§ **What you will do**
Using the data that follows, return exactly the lines from the one that contains "let found = unsafe" through the one that contains "let symbol = if", ends included.

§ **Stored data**
//! Where raw frames and their trace lines come from.
//!
//! Capturing a trace is split into two phases:
//!
//! 1. [`StackSource::capture`] walks the stack and stores the return address
//!    of every frame in a caller-provided buffer. This phase does not
//!    allocate, lock, or touch anything but the buffer, so it can run inside
//!    a signal handler.
//! 2. [`StackSource::describe`] turns one address into a trace line. This
//!    phase allocates and reads symbol tables. In the fatal path it runs
//!    after phase 1 has already secured the raw frames, so a failure here
//!    loses symbol names but never the addresses.

use std::ffi::c_void;
use std::path::Path;

use super::demangle::display_symbol;
use super::symtab;
use crate::types::{Address, LIBRARY_COLUMN_WIDTH};

/// A provider of stack frames.
///
/// [`StackTracer`](super::StackTracer) owns one of these. The default is
/// [`NativeStackSource`], which walks the real stack of the calling thread.
/// Tests (and tools that replay recorded traces) can plug in a
/// [`SyntheticStackSource`] instead.
pub trait StackSource: Send + Sync
{
    /// Fill `frames` with return addresses, innermost frame first.
    ///
    /// Returns how many slots were written. Must stop once `frames` is full.
    ///
    /// Implementations must be async-signal-safe: no allocation, no locks.
    fn capture(&self, frames: &mut [usize]) -> usize;

    /// Render the trace line for the frame at `index` whose return address
    /// is `address`.
    ///
    /// `process_name` is the label to use for frames of the main executable.
    /// The line's leading frame number, if any, must be `index`: it becomes
    /// the entry number.
    fn describe(&self, index: usize, address: usize, process_name: &str) -> String;
}

/// Stack source backed by the platform unwinder and the dynamic loader.
///
/// - Frames are walked with `backtrace::trace_unsynchronized`.
/// - The owning image comes from `dladdr(3)`.
/// - The enclosing function and the offset into it come from the image's
///   symbol table, then from the exported symbol `dladdr` reports.
/// - When neither knows the address, the name comes from the debug info
///   `backtrace` finds and the offset is 0.
#[derive(Debug, Default, Clone, Copy)]
pub struct NativeStackSource;

impl StackSource for NativeStackSource
{
    #[inline(never)]
    fn capture(&self, frames: &mut [usize]) -> usize
    {
        if frames.is_empty() {
            return 0;
        }

        let mut count = 0;
        // SAFETY: the unsynchronized walker takes no lock and does not
        // allocate. The closure only writes into `frames`, bounded by `count`.
        unsafe {
            backtrace::trace_unsynchronized(|frame| {
                let ip = frame.ip() as usize;
                if ip == 0 {
                    return false;
                }
                frames[count] = ip;
                count += 1;
                count < frames.len()
            });
        }
        count
    }

    fn describe(&self, index: usize, address: usize, process_name: &str) -> String
    {
        let image = image_info(address);
        let library = image
            .as_ref()
            .and_then(|image| image.path.as_deref())
            .map_or_else(|| process_name.to_string(), |path| library_name(path, process_name));
        let address = Address::from(address);

        match symbolize(address, image.as_ref()) {
            Some((name, offset)) => format_trace_line(index, &library, address, &name, offset),
            None => {
                let base = image.map_or(Address::ZERO, |image| image.base);
                let offset = address.offset_from(base).unwrap_or(0);
                format_trace_line(index, &library, address, &base.to_string(), offset)
            }
        }
    }
}

/// Lay out one trace line in the fixed-width column format.
///
/// ## Example
///
/// ```rust
/// use crashwatch_core::tracer::format_trace_line;
/// use crashwatch_core::types::Address;
///
/// let line = format_trace_line(3, "myapp", Address::from(0x1000usize), "myapp::run", 16);
/// assert!(line.starts_with("3   myapp "));
/// assert!(line.ends_with(" myapp::run + 16"));
/// ```
pub fn format_trace_line(index: usize, library: &str, address: Address, symbol: &str, offset: usize) -> String
{
    format!("{index:<4}{library:<width$} {address} {symbol} + {offset}", width = LIBRARY_COLUMN_WIDTH)
}

/// What the dynamic loader knows about an address.
struct ImageInfo
{
    /// Path of the containing image, if the loader recorded one
    path: Option<String>,
    /// Load base of the containing image
    base: Address,
    /// Nearest exported symbol and its start address
    symbol: Option<(String, Address)>,
}

#[cfg(unix)]
fn image_info(address: usize) -> Option<ImageInfo>
{
    use std::mem::MaybeUninit;

    let mut info = MaybeUninit::<libc::Dl_info>::zeroed();
    // Return addresses point one past the call; step back so a call that ends
    // a function is attributed to that function.
    let lookup = address.saturating_sub(1);
    // SAFETY: dladdr only reads loader tables and writes into `info`.
    let found = unsafe { libc::dladdr(lookup as *const c_void, info.as_mut_ptr()) };
    if found == 0 {
        return None;
    }
    // SAFETY: dladdr returned non-zero, so it filled in `info`.
    let info = unsafe { info.assume_init() };

    let path = c_string(info.dli_fname).filter(|path| !path.is_empty());
    let symbol = if info.dli_saddr.is_null() {
        None
    } else {
        c_string(info.dli_sname)
            .filter(|name| !name.is_empty())
            .map(|name| (display_symbol(&name), Address::from(info.dli_saddr as usize)))
    };

    Some(ImageInfo {
        path,
        base: Address::from(info.dli_fbase as usize),
        symbol,
    })
}

#[cfg(not(unix))]
fn image_info(_address: usize) -> Option<ImageInfo>
{
    None
}

#[cfg(unix)]
fn c_string(ptr: *const libc::c_char) -> Option<String>
{
    use std::ffi::CStr;

    if ptr.is_null() {
        return None;
    }
    // SAFETY: the loader hands out NUL-terminated strings that live as long
    // as the image stays mapped.
    Some(unsafe { CStr::from_ptr(ptr) }.to_string_lossy().into_owned())
}

/// Name of the function containing `address` and the offset of `address`
/// from its start.
fn symbolize(address: Address, image: Option<&ImageInfo>) -> Option<(String, usize)>
{
    // Look up the byte before the return address, so a call that ends a
    // function is attributed to that function.
    let lookup = address.value().saturating_sub(1);

    if let Some(image) = image {
        let symbols = image.path.as_deref().and_then(|path| symtab::image_symbols(Path::new(path)));
        let image_offset = lookup.checked_sub(image.base.value());
        if let (Some(symbols), Some(image_offset)) = (symbols, image_offset) {
            if let Some((name, offset)) = symbols.lookup(image_offset as u64) {
                return Some((name.to_string(), offset as usize + 1));
            }
        }
        if let Some((name, start)) = &image.symbol {
            if let Some(offset) = address.offset_from(*start) {
                return Some((name.clone(), offset));
            }
        }
    }

    resolve_name(lookup).map(|name| (name, 0))
}

/// Symbol name from debug info. Does not say where the function starts.
fn resolve_name(lookup: usize) -> Option<String>
{
    let mut resolved = None;
    backtrace::resolve(lookup as *mut c_void, |symbol| {
        if resolved.is_none() {
            resolved = symbol.name().map(|name| format!("{name:#}"));
        }
    });
    resolved
}

/// Image label for a loader path: its file name, or the process name when
/// the path has none.
fn library_name(path: &str, process_name: &str) -> String
{
    match Path::new(path).file_name() {
        Some(name) if !name.is_empty() => name.to_string_lossy().into_owned(),
        _ => process_name.to_string(),
    }
}

/// Stack source that replays pre-rendered trace lines.
///
/// Each line's address column becomes the "captured" return address, and
/// `describe` hands the line back with its leading frame number replaced by
/// the frame's position. Useful for exercising delegates and report handling
/// without depending on what the real stack looks like.
///
/// ## Example
///
/// ```rust
/// use crashwatch_core::tracer::{StackTracer, SyntheticStackSource};
///
/// let tracer = StackTracer::with_source(SyntheticStackSource::new([
///     "0   myapp   0x0000000000001000 myapp::inner + 4",
///     "1   myapp   0x0000000000002000 main + 8",
/// ]));
/// let trace = tracer.generate_trace();
/// assert_eq!(trace.len(), 2);
/// assert_eq!(trace[1].selector_name(), "main");
/// ```
#[derive(Debug, Clone, Default)]
pub struct SyntheticStackSource
{
    lines: Vec<String>,
    addresses: Vec<usize>,
}

impl SyntheticStackSource
{
    /// Replay `lines`, innermost frame first.
    pub fn new<I, S>(lines: I) -> Self
    where
        I: IntoIterator<Item = S>,
        S: Into<String>,
    {
        let lines: Vec<String> = lines.into_iter().map(Into::into).collect();
        let addresses = lines
            .iter()
            .map(|line| crate::types::StackTraceEntry::from_trace_line(line).address().value())
            .collect();
        Self { lines, addresses }
    }

    /// Number of frames this source replays.
    pub fn len(&self) -> usize
    {
        self.lines.len()
    }

    /// `true` if there are no frames to replay.
    pub fn is_empty(&self) -> bool
    {
        self.lines.is_empty()
    }
}

impl StackSource for SyntheticStackSource
{
    fn capture(&self, frames: &mut [usize]) -> usize
    {
        let count = frames.len().min(self.addresses.len());
        frames[..count].copy_from_slice(&self.addresses[..count]);
        count
    }

    fn describe(&self, index: usize, address: usize, process_name: &str) -> String
    {
        match self.lines.get(index) {
            Some(line) => renumber(line, index),
            None => format_trace_line(index, process_name, Address::from(address), &Address::ZERO.to_string(), 0),
        }
    }
}

/// `line` with its leading frame number set to `index`, or prefixed with one.
fn renumber(line: &str, index: usize) -> String
{
    let body = line.trim_start();
    let digits = body.len() - body.trim_start_matches(|c: char| c.is_ascii_digit()).len();
    let rest = &body[digits..];
    if digits > 0 && rest.starts_with(char::is_whitespace) {
        format!("{index}{rest}")
    } else {
        format!("{index:<4}{body}")
    }
}

#[cfg(test)]
mod tests
{
    use super::*;

    #[test]
    fn test_native_capture_respects_buffer_size()
    {
        let mut frames = [0usize; 2];
        let count = NativeStackSource.capture(&mut frames);
        assert!(count <= 2);
        assert!(frames[..count].iter().all(|&ip| ip != 0));
    }

    #[test]
    fn test_native_capture_with_empty_buffer()
    {
        assert_eq!(NativeStackSource.capture(&mut []), 0);
    }

    #[test]
    fn test_native_describe_produces_parseable_line()
    {
        let mut frames = [0usize; 8];
        let count = NativeStackSource.capture(&mut frames);
        assert!(count > 0);

        let line = NativeStackSource.describe(0, frames[0], "proc");
        let entry = crate::types::StackTraceEntry::from_trace_line(&line);
        assert_eq!(entry.trace_entry_number(), 0);
        assert_eq!(entry.address().value(), frames[0]);
        assert!(!entry.library().is_empty());
    }

    #[test]
    fn test_library_name_uses_file_name()
    {
        assert_eq!(library_name("/usr/lib/libc.so.6", "proc"), "libc.so.6");
        assert_eq!(library_name("/", "proc"), "proc");
    }

    #[test]
    fn test_synthetic_source_truncates_to_buffer()
    {
        let source = SyntheticStackSource::new(["0 a 0x10 f + 1", "1 a 0x20 g + 2", "2 a 0x30 h + 3"]);
        let mut frames = [0usize; 2];
        assert_eq!(source.capture(&mut frames), 2);
        assert_eq!(frames, [0x10, 0x20]);
        assert_eq!(source.describe(1, 0x20, "proc"), "1 a 0x20 g + 2");
    }

    #[test]
    fn test_synthetic_lines_are_renumbered_by_position()
    {
        let source = SyntheticStackSource::new(["7   a 0x10 f + 1", "a 0x20 g + 2", "12 a 0x30 h + 3"]);
        assert_eq!(source.describe(0, 0x10, "proc"), "0   a 0x10 f + 1");
        assert_eq!(source.describe(1, 0x20, "proc"), "1   a 0x20 g + 2");
        assert_eq!(source.describe(2, 0x30, "proc"), "2 a 0x30 h + 3");
    }

    #[test]
    fn test_native_offsets_are_relative_to_the_enclosing_function()
    {
        let mut frames = [0usize; 16];
        let count = NativeStackSource.capture(&mut frames);
        let entries: Vec<_> = frames[..count]
            .iter()
            .enumerate()
            .map(|(index, &address)| {
                crate::types::StackTraceEntry::from_trace_line(&NativeStackSource.describe(index, address, "proc"))
            })
            .collect();

        let resolved: Vec<_> = entries.iter().filter(|entry| entry.is_resolved()).collect();
        assert!(resolved.len() >= 2, "too few resolved frames: {entries:?}");
        for entry in &resolved {
            assert!((0..1 << 20).contains(&entry.offset()), "implausible offset in {entry}");
        }
        assert!(resolved
            .iter()
            .any(|entry| entry.selector_name().contains("test_native_offsets_are_relative_to_the_enclosing_function")));

        let distinct: std::collections::HashSet<i64> = resolved.iter().map(|entry| entry.offset()).collect();
        assert!(distinct.len() > 1, "every frame has the same offset: {distinct:?}");
    }

    #[test]
    fn test_synthetic_source_describes_unknown_index_as_unresolved()
    {
        let source = SyntheticStackSource::new(Vec::<String>::new());
        let line = source.describe(4, 0x99, "proc");
        let entry = crate::types::StackTraceEntry::from_trace_line(&line);
        assert!(!entry.is_resolved());
        assert_eq!(entry.library(), "proc");
        assert_eq!(entry.address().value(), 0x99);
    }
}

§ **Task result**
    let found = unsafe { libc::dladdr(lookup as *const c_void, info.as_mut_ptr()) };
    if found == 0 {
        return None;
    }
    // SAFETY: dladdr returned non-zero, so it filled in `info`.
    let info = unsafe { info.assume_init() };

    let path = c_string(info.dli_fname).filter(|path| !path.is_empty());
    let symbol = if info.dli_saddr.is_null() {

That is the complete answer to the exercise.